The present invention relates to a laminate printed circuit board and a method of producing the same and, more particularly, to a laminate printed circuit board loaded with transistors, ICs (Integrated Circuits), LSIs (Large Scale Integrated Circuits) or similar circuit devices, and a method of producing the same.
The problem with a laminate printed circuit board of the type described is that the circuit board generates electromagnetic noise and causes an electronic equipment including it or other electronic equipments to malfunction, as well known in the art. The electronic noise is ascribable to radiations caused by currents derived from the parasitic capacitance and parasitic mutual inductance of the circuit and high frequency currents flowing into a power supply line. These causes are generally referred to as a common mode. Because the mechanism causing such radiations occur are complicated, implementations for coping with the above problem at positions adjoining the sources of radiations have not been available except for a metallic casing for electromagnetic shielding. The metallic casing accommodates the entire electronic equipment therein.
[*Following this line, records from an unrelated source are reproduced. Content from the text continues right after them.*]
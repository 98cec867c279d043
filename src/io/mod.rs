//! Byte-level access to metadata blobs.

mod byte_source;

pub use byte_source::{ByteSource, MemorySource, SharedSource, SourceCursor};
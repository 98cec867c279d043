//! Builder trees to bytes.
//!
//! Each directory in a sibling chain is encoded twice:
//!
//! 1. A dry run with no child offsets, to learn the table size and the size
//!    of the data area holding values longer than four bytes.
//! 2. A real run that knows where the data area ends, so child directories
//!    can be placed right after it and the next-sibling link can point past
//!    them.
//!
//! The resulting layout of one directory block:
//!
//! ```text
//! +-------+------------------+------+-----------+--------------+
//! | count | N x 12-byte tags | next | data area | child blocks |
//! +-------+------------------+------+-----------+--------------+
//! ```
//!
//! The two runs must agree on every size; a disagreement is reported as
//! [`BuildError::SizeMismatch`] and means the encoder itself is wrong.

use bytes::{BufMut, BytesMut};
use tracing::trace;

use super::builder::{Builder, BuilderTag, BuilderValue};
use super::header::{ExifHeader, DEFAULT_FIRST_IFD_OFFSET};
use super::scanner::ENTRY_SIZE;
use super::types::TagType;
use crate::error::BuildError;

/// Size of a directory table holding `entry_count` entries.
pub fn table_size(entry_count: usize) -> u64 {
    2 + (ENTRY_SIZE * entry_count) as u64 + 4
}

fn to_offset(value: u64) -> Result<u32, BuildError> {
    u32::try_from(value).map_err(|_| BuildError::OffsetOverflow(value))
}

// =============================================================================
// Journal
// =============================================================================

/// Nesting marker of a journal event.
#[derive(Debug, Clone, Copy, PartialEq, Eq)]
pub enum JournalDirection {
    Enter,
    Leave,
    Note,
}

impl JournalDirection {
    fn symbol(self) -> char {
        match self {
            JournalDirection::Enter => '>',
            JournalDirection::Leave => '<',
            JournalDirection::Note => '-',
        }
    }
}

/// One recorded encoding step.
#[derive(Debug, Clone, PartialEq, Eq)]
pub struct JournalEvent {
    pub direction: JournalDirection,
    pub location: &'static str,
    pub message: String,
}

// =============================================================================
// Allocator
// =============================================================================

/// Data area for values that do not fit in the table.
struct Allocator {
    next_offset: u64,
    data: BytesMut,
}

impl Allocator {
    fn new(addressable_offset: u64) -> Self {
        Self {
            next_offset: addressable_offset,
            data: BytesMut::new(),
        }
    }

    fn allocate(&mut self, value: &[u8]) -> Result<u32, BuildError> {
        let offset = to_offset(self.next_offset)?;
        self.data.put_slice(value);
        self.next_offset += value.len() as u64;
        Ok(offset)
    }
}

/// One encoded directory with the sizes of its parts.
struct EncodedDirectory {
    data: BytesMut,
    table_size: u64,
    data_size: u64,
    child_sizes: Vec<u64>,
}

// =============================================================================
// Encoder
// =============================================================================

/// Two-pass directory encoder.
#[derive(Debug, Default)]
pub struct Encoder {
    journal: Vec<JournalEvent>,
}

impl Encoder {
    pub fn new() -> Self {
        Self::default()
    }

    /// Every step recorded so far.
    pub fn journal(&self) -> &[JournalEvent] {
        &self.journal
    }

    /// The journal as indented text, one numbered line per event.
    pub fn format_journal(&self) -> Vec<String> {
        let mut level = 0usize;
        self.journal
            .iter()
            .enumerate()
            .map(|(i, event)| {
                if event.direction == JournalDirection::Leave {
                    level = level.saturating_sub(1);
                }
                let line = format!(
                    "{i:3} {}{} {}: {}",
                    "  ".repeat(level),
                    event.direction.symbol(),
                    event.location,
                    event.message
                );
                if event.direction == JournalDirection::Enter {
                    level += 1;
                }
                line
            })
            .collect()
    }

    fn push(&mut self, location: &'static str, direction: JournalDirection, message: String) {
        trace!(location, direction = %direction.symbol(), "{message}");
        self.journal.push(JournalEvent {
            direction,
            location,
            message,
        });
    }

    /// Write one table entry. Returns the encoded child block when the tag
    /// points at a nested builder and `next_offset_to_write` is known.
    fn encode_tag(
        &mut self,
        builder: &Builder,
        tag: &BuilderTag,
        table: &mut BytesMut,
        allocator: &mut Allocator,
        next_offset_to_write: u32,
    ) -> Result<Option<BytesMut>, BuildError> {
        let order = builder.byte_order;
        order.put_u16(table, tag.tag_id());
        order.put_u16(table, tag.tag_type().code());

        match tag.value() {
            BuilderValue::Bytes(value) => {
                let unit_size = match tag.tag_type() {
                    TagType::Undefined => 1,
                    other => other.size(),
                };
                if value.len() % unit_size != 0 {
                    return Err(BuildError::Unaligned {
                        tag_id: tag.tag_id(),
                        len: value.len(),
                        type_size: unit_size,
                    });
                }
                let unit_count = to_offset((value.len() / unit_size) as u64)?;
                order.put_u32(table, unit_count);

                if value.len() > 4 {
                    let offset = allocator.allocate(value)?;
                    order.put_u32(table, offset);
                } else {
                    let mut field = [0u8; 4];
                    field[..value.len()].copy_from_slice(value);
                    table.put_slice(&field);
                }
                Ok(None)
            }
            BuilderValue::Thumbnail(data) => {
                // One LONG holding the offset of the data, whatever its length
                order.put_u32(table, 1);
                let offset = allocator.allocate(data)?;
                order.put_u32(table, offset);
                Ok(None)
            }
            BuilderValue::Child(child) => {
                order.put_u32(table, 1);
                if next_offset_to_write == 0 {
                    self.push(
                        "encode_tag",
                        JournalDirection::Note,
                        format!("Not descending to child: [{}]", child.identity.unindexed_path()),
                    );
                    order.put_u32(table, 0);
                    return Ok(None);
                }

                self.push(
                    "encode_tag",
                    JournalDirection::Enter,
                    format!(
                        "[{}]->[{}]",
                        builder.identity.unindexed_path(),
                        child.identity.unindexed_path()
                    ),
                );
                let block = self.encode_and_attach(child, next_offset_to_write as u64)?;
                self.push(
                    "encode_tag",
                    JournalDirection::Leave,
                    format!(
                        "[{}]->[{}]",
                        child.identity.unindexed_path(),
                        builder.identity.unindexed_path()
                    ),
                );
                order.put_u32(table, next_offset_to_write);
                Ok(Some(block))
            }
        }
    }

    /// Encode one directory: table, data area, then child blocks.
    ///
    /// With `next_offset_to_write == 0` (dry run) children are not encoded
    /// and their pointers are written as 0.
    fn encode_directory(
        &mut self,
        builder: &Builder,
        addressable_offset: u64,
        mut next_offset_to_write: u32,
        link_next: bool,
    ) -> Result<EncodedDirectory, BuildError> {
        self.push("encode_directory", JournalDirection::Enter, builder.to_string());

        let count = u16::try_from(builder.tags.len()).map_err(|_| BuildError::TooManyTags {
            path: builder.identity.to_string(),
            count: builder.tags.len(),
        })?;
        let table_size = table_size(builder.tags.len());

        let mut table = BytesMut::with_capacity(table_size as usize);
        builder.byte_order.put_u16(&mut table, count);

        let mut allocator = Allocator::new(addressable_offset);
        let mut child_blocks = Vec::new();
        for tag in &builder.tags {
            let block = self.encode_tag(builder, tag, &mut table, &mut allocator, next_offset_to_write)?;
            if let Some(block) = block {
                next_offset_to_write = to_offset(next_offset_to_write as u64 + block.len() as u64)?;
                child_blocks.push(block);
            }
        }

        if link_next {
            self.push(
                "encode_directory",
                JournalDirection::Note,
                format!("Setting next directory to (0x{next_offset_to_write:08x})"),
            );
            builder.byte_order.put_u32(&mut table, next_offset_to_write);
        } else {
            builder.byte_order.put_u32(&mut table, 0);
        }

        let data_size = allocator.data.len() as u64;
        let child_sizes: Vec<u64> = child_blocks.iter().map(|b| b.len() as u64).collect();

        table.unsplit(allocator.data);
        for block in child_blocks {
            table.unsplit(block);
        }

        self.push("encode_directory", JournalDirection::Leave, builder.to_string());
        Ok(EncodedDirectory {
            data: table,
            table_size,
            data_size,
            child_sizes,
        })
    }

    /// Encode a builder and its sibling chain as if the first table starts at
    /// `addressable_offset`.
    fn encode_and_attach(&mut self, first: &Builder, addressable_offset: u64) -> Result<BytesMut, BuildError> {
        self.push("encode_and_attach", JournalDirection::Enter, first.to_string());

        let mut out = BytesMut::new();
        let mut offset = addressable_offset;
        let mut current = Some(first);
        let mut index = 0;
        while let Some(builder) = current {
            let path = builder.identity.unindexed_path();

            self.push(
                "encode_and_attach",
                JournalDirection::Note,
                format!("Calculating size: ({index}) [{path}]"),
            );
            let dry = self.encode_directory(builder, offset, 0, false)?;

            offset += dry.table_size;
            let next_offset_to_write = to_offset(offset + dry.data_size)?;
            self.push(
                "encode_and_attach",
                JournalDirection::Note,
                format!("Encoding ({index}) [{path}] with children at (0x{next_offset_to_write:08x})"),
            );
            let real = self.encode_directory(builder, offset, next_offset_to_write, builder.next.is_some())?;

            if real.table_size != dry.table_size {
                return Err(BuildError::SizeMismatch {
                    what: "table",
                    expected: dry.table_size as usize,
                    actual: real.table_size as usize,
                });
            }
            if real.data_size != dry.data_size {
                return Err(BuildError::SizeMismatch {
                    what: "data area",
                    expected: dry.data_size as usize,
                    actual: real.data_size as usize,
                });
            }
            let children_size: u64 = real.child_sizes.iter().sum();
            let expected = real.table_size + real.data_size + children_size;
            if real.data.len() as u64 != expected {
                return Err(BuildError::SizeMismatch {
                    what: "directory block",
                    expected: expected as usize,
                    actual: real.data.len(),
                });
            }

            out.unsplit(real.data);
            offset += real.data_size + children_size;
            current = builder.next.as_deref();
            index += 1;
        }

        self.push("encode_and_attach", JournalDirection::Leave, first.to_string());
        Ok(out)
    }

    /// Directory blocks for `builder` and its chain, addressed as if preceded
    /// by the standard 8-byte header.
    pub fn encode_to_payload(&mut self, builder: &Builder) -> Result<Vec<u8>, BuildError> {
        Ok(self
            .encode_and_attach(builder, DEFAULT_FIRST_IFD_OFFSET as u64)?
            .to_vec())
    }

    /// A complete blob: header for the builder's byte order, then the payload.
    pub fn encode_to_blob(&mut self, builder: &Builder) -> Result<Vec<u8>, BuildError> {
        let payload = self.encode_and_attach(builder, DEFAULT_FIRST_IFD_OFFSET as u64)?;
        let mut blob = Vec::with_capacity(payload.len() + 8);
        blob.extend_from_slice(&ExifHeader::build(builder.byte_order, DEFAULT_FIRST_IFD_OFFSET));
        blob.extend_from_slice(&payload);
        Ok(blob)
    }
}

/// Encode `builder` and its chain into a complete blob.
pub fn encode_to_blob(builder: &Builder) -> Result<Vec<u8>, BuildError> {
    Encoder::new().encode_to_blob(builder)
}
It is a common practice with a laminate printed circuit board to connect ICs/LSIs, which are the sources of high frequency power supply currents, between a power supply line implemented by a power supply layer and a ground line implemented by a ground layer. Decoupling capacitors are connected in parallel, each in the vicinity of the respective IC/LSI. The power supply layer is a full flat layer entirely constituted by a conductive film. With this configuration, the power supply layer maximizes the area over which a current flows and thereby reduces the resistance of the power supply line, i.e., the variation of a DC power supply voltage.
The above conventional laminate printed circuit board has a problem that the designer cannot control the high frequency power supply currents to flow into the power supply layer due to the switching operation of the IC/LSIs. Specifically, the impedance of the full flat power supply layer is so small, a high frequency power supply current output from one IC/LSI flows not only into the decoupling capacitor adjoining it but into the other decoupling capacitors. As a result, the distribution of the high frequency power supply currents in the entire printed circuit board is too complicated to be analyzed with ease. It has therefore been impracticable to determine the capacity of the individual decoupling capacitor IC/LSI by IC/LSI. Moreover, the high frequency power supply currents flown into the power supply layer follow complicated paths due to the full flat configuration of the power supply layer. Consequently, such currents sometimes form large loops which would aggravate the electromagnetic noise and immunity. Although the entire electronic equipment may be housed in a metallic casing, as stated earlier, it is difficult to fully obviate the leakage of electromagnetic noise to the outside of the casing because the casing must be formed with an opening for arranging, e.g., an operation panel.
Technologies relating to the present invention are also taught in, e.g., Japanese Patent Laid-Open Publication Nos. 6-61602, 2-21700 and 6-244582, Japanese Utility Model Laid-Open Publication No. 4-43016, Japanese Patent Laid-Open Publication Nos. 3-273699, 3-208391, 64-25497 and 63-300593, Japanese Utility Model Laid-Open Publication Nos. 61-173167 and 61-38970, and Japanese Patent Laid-Open Publication Nos. 5-235679, 4-302498 and 4-3489.